◆ Task instructions
Every line from the beginning of the records below up to the one holding "let app = server::build_router(state);" should be quoted exactly; leave out the rest.

┌──

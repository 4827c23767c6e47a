/// Errors that can occur while persisting or loading share records.
#[derive(Debug, thiserror::Error)]
pub enum RegistryError {
    /// A record with this share id already exists. Ids are never reused.
    #[error("share record already exists: {0}")]
    AlreadyExists(String),
    /// Rejected a record with no files.
    #[error("share record must contain at least one file")]
    EmptyRecord,
    /// An I/O error occurred.
    #[error("registry IO error: {0}")]
    Io(#[from] std::io::Error),
    /// A persisted record could not be decoded.
    #[error("corrupt share record: {0}")]
    Corrupt(#[from] serde_json::Error),
}
use std::sync::Arc;

use common::registry::{
    FilesystemShareRegistry, IndexShareRegistry, MemoryShareRegistry, ShareRegistry,
};
use common::storage::filesystem::FilesystemBlobStore;
use tracing::{Level, info};

use server::config::{AppConfig, RegistryStrategy};
use server::state::AppState;

#[tokio::main]
async fn main() -> anyhow::Result<()> {
    tracing_subscriber::fmt().with_max_level(Level::INFO).init();

    let config = AppConfig::load()?;

    let blob_store = Arc::new(
        FilesystemBlobStore::new(
            config.storage.root_path.clone(),
            config.storage.public_base_url.clone(),
            config.storage.max_blob_size,
        )
        .await?,
    );

    let registry: Arc<dyn ShareRegistry> = match config.registry.strategy {
        RegistryStrategy::PerRecord => {
            Arc::new(FilesystemShareRegistry::new(config.registry.path.clone()).await?)
        }
        RegistryStrategy::SharedIndex => {
            Arc::new(IndexShareRegistry::new(config.registry.path.clone()).await?)
        }
        RegistryStrategy::Memory => Arc::new(MemoryShareRegistry::new()),
    };

    let addr = format!("{}:{}", config.server.host, config.server.port);

    let state = AppState {
        blob_store,
        registry,
        config,
    };
    let app = server::build_router(state);

    let listener = tokio::net::TcpListener::bind(&addr).await?;
    info!("Server running at http://{}", listener.local_addr()?);

    axum::serve(listener, app).await?;

    Ok(())
}
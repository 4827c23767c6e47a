use serde::{Deserialize, Serialize};

/// Classification tag for an uploaded mesh.
///
/// The set is fixed: it drives default display colors and grouping in the
/// viewer sidebar. Serialized in SCREAMING case on the wire (`"UPPER"`).
#[derive(Debug, Clone, Copy, PartialEq, Eq, Hash, Serialize, Deserialize, utoipa::ToSchema)]
#[serde(rename_all = "SCREAMING_SNAKE_CASE")]
pub enum Category {
    /// Upper arch.
    Upper,
    /// Lower arch.
    Lower,
    /// Support bar.
    Bar,
    /// Gum / gingiva.
    Gum,
}

impl Category {
    /// All categories, in display order.
    pub const ALL: [Category; 4] = [
        Category::Upper,
        Category::Lower,
        Category::Bar,
        Category::Gum,
    ];

    /// Parse a wire-format category string, case-insensitively.
    pub fn parse(s: &str) -> Option<Self> {
        match s.trim().to_ascii_uppercase().as_str() {
            "UPPER" => Some(Category::Upper),
            "LOWER" => Some(Category::Lower),
            "BAR" => Some(Category::Bar),
            "GUM" => Some(Category::Gum),
            _ => None,
        }
    }

    /// Wire-format name.
    pub fn as_str(&self) -> &'static str {
        match self {
            Category::Upper => "UPPER",
            Category::Lower => "LOWER",
            Category::Bar => "BAR",
            Category::Gum => "GUM",
        }
    }
}

impl std::fmt::Display for Category {
    fn fmt(&self, f: &mut std::fmt::Formatter<'_>) -> std::fmt::Result {
        f.write_str(self.as_str())
    }
}

/// Guess a category from a filename.
///
/// Pure substring heuristic over the lowercased name. Used only as a default
/// when no explicit category was supplied; explicit metadata always wins.
pub fn guess_category(name: &str) -> Option<Category> {
    let lower = name.to_lowercase();

    if lower.contains("upper") || lower.contains("maxilla") {
        Some(Category::Upper)
    } else if lower.contains("lower") || lower.contains("mandib") {
        Some(Category::Lower)
    } else if lower.contains("bar") {
        Some(Category::Bar)
    } else if lower.contains("gum") || lower.contains("gingiva") {
        Some(Category::Gum)
    } else {
        None
    }
}
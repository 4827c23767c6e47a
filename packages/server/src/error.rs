use axum::{
    Json,
    http::StatusCode,
    response::{IntoResponse, Response},
};
use common::registry::RegistryError;
use common::storage::StorageError;
use serde::Serialize;

/// Structured error response returned by all endpoints on failure.
#[derive(Serialize, utoipa::ToSchema)]
pub struct ErrorBody {
    /// Machine-readable error code. One of: `VALIDATION_ERROR`, `NOT_FOUND`,
    /// `STORAGE_ERROR`, `INTERNAL_ERROR`.
    #[schema(example = "VALIDATION_ERROR")]
    pub code: &'static str,
    /// Human-readable error description.
    #[schema(example = "no files provided")]
    pub message: String,
}

/// Application-level error type.
#[derive(Debug)]
pub enum AppError {
    Validation(String),
    NotFound(String),
    /// Blob write/read failure. The whole upload is safe to retry.
    Storage(String),
    Internal(String),
}

impl AppError {
    fn status_and_body(self) -> (StatusCode, ErrorBody) {
        match self {
            AppError::Validation(msg) => (
                StatusCode::BAD_REQUEST,
                ErrorBody {
                    code: "VALIDATION_ERROR",
                    message: msg,
                },
            ),
            AppError::NotFound(msg) => (
                StatusCode::NOT_FOUND,
                ErrorBody {
                    code: "NOT_FOUND",
                    message: msg,
                },
            ),
            AppError::Storage(detail) => {
                tracing::error!("Storage error: {}", detail);
                (
                    StatusCode::INTERNAL_SERVER_ERROR,
                    ErrorBody {
                        code: "STORAGE_ERROR",
                        message: "File storage failed".into(),
                    },
                )
            }
            AppError::Internal(detail) => {
                tracing::error!("Internal error: {}", detail);
                (
                    StatusCode::INTERNAL_SERVER_ERROR,
                    ErrorBody {
                        code: "INTERNAL_ERROR",
                        message: "An unexpected error occurred".into(),
                    },
                )
            }
        }
    }
}

impl IntoResponse for AppError {
    fn into_response(self) -> Response {
        let (status, body) = self.status_and_body();
        (status, Json(body)).into_response()
    }
}

impl From<StorageError> for AppError {
    fn from(err: StorageError) -> Self {
        match err {
            // Only surfaces when an upload names a blob that vanished
            // between write and read; the client cannot fix it.
            StorageError::NotFound(name) => AppError::Storage(format!("blob missing: {name}")),
            StorageError::Empty => AppError::Validation("file has no content".into()),
            StorageError::SizeLimitExceeded { actual, limit } => AppError::Validation(format!(
                "file exceeds maximum size ({actual} > {limit} bytes)"
            )),
            StorageError::InvalidName(msg) => AppError::Validation(msg),
            StorageError::Io(e) => AppError::Storage(e.to_string()),
        }
    }
}

impl From<RegistryError> for AppError {
    fn from(err: RegistryError) -> Self {
        match err {
            RegistryError::EmptyRecord => AppError::Validation("no files provided".into()),
            other => AppError::Internal(other.to_string()),
        }
    }
}
mod share;

use utoipa_axum::router::OpenApiRouter;

use crate::state::AppState;

pub fn api_routes() -> OpenApiRouter<AppState> {
    OpenApiRouter::new().nest("/share", share::routes())
}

└──

◆ Your solution
repository 4827c23767c6e47a
/// Errors that can occur while persisting or loading share records.
#[derive(Debug, thiserror::Error)]
pub enum RegistryError {
    /// A record with this share id already exists. Ids are never reused.
    #[error("share record already exists: {0}")]
    AlreadyExists(String),
    /// Rejected a record with no files.
    #[error("share record must contain at least one file")]
    EmptyRecord,
    /// An I/O error occurred.
    #[error("registry IO error: {0}")]
    Io(#[from] std::io::Error),
    /// A persisted record could not be decoded.
    #[error("corrupt share record: {0}")]
    Corrupt(#[from] serde_json::Error),
}
use std::sync::Arc;

use common::registry::{
    FilesystemShareRegistry, IndexShareRegistry, MemoryShareRegistry, ShareRegistry,
};
use common::storage::filesystem::FilesystemBlobStore;
use tracing::{Level, info};

use server::config::{AppConfig, RegistryStrategy};
use server::state::AppState;

#[tokio::main]
async fn main() -> anyhow::Result<()> {
    tracing_subscriber::fmt().with_max_level(Level::INFO).init();

    let config = AppConfig::load()?;

    let blob_store = Arc::new(
        FilesystemBlobStore::new(
            config.storage.root_path.clone(),
            config.storage.public_base_url.clone(),
            config.storage.max_blob_size,
        )
        .await?,
    );

    let registry: Arc<dyn ShareRegistry> = match config.registry.strategy {
        RegistryStrategy::PerRecord => {
            Arc::new(FilesystemShareRegistry::new(config.registry.path.clone()).await?)
        }
        RegistryStrategy::SharedIndex => {
            Arc::new(IndexShareRegistry::new(config.registry.path.clone()).await?)
        }
        RegistryStrategy::Memory => Arc::new(MemoryShareRegistry::new()),
    };

    let addr = format!("{}:{}", config.server.host, config.server.port);

    let state = AppState {
        blob_store,
        registry,
        config,
    };
    let app = server::build_router(state);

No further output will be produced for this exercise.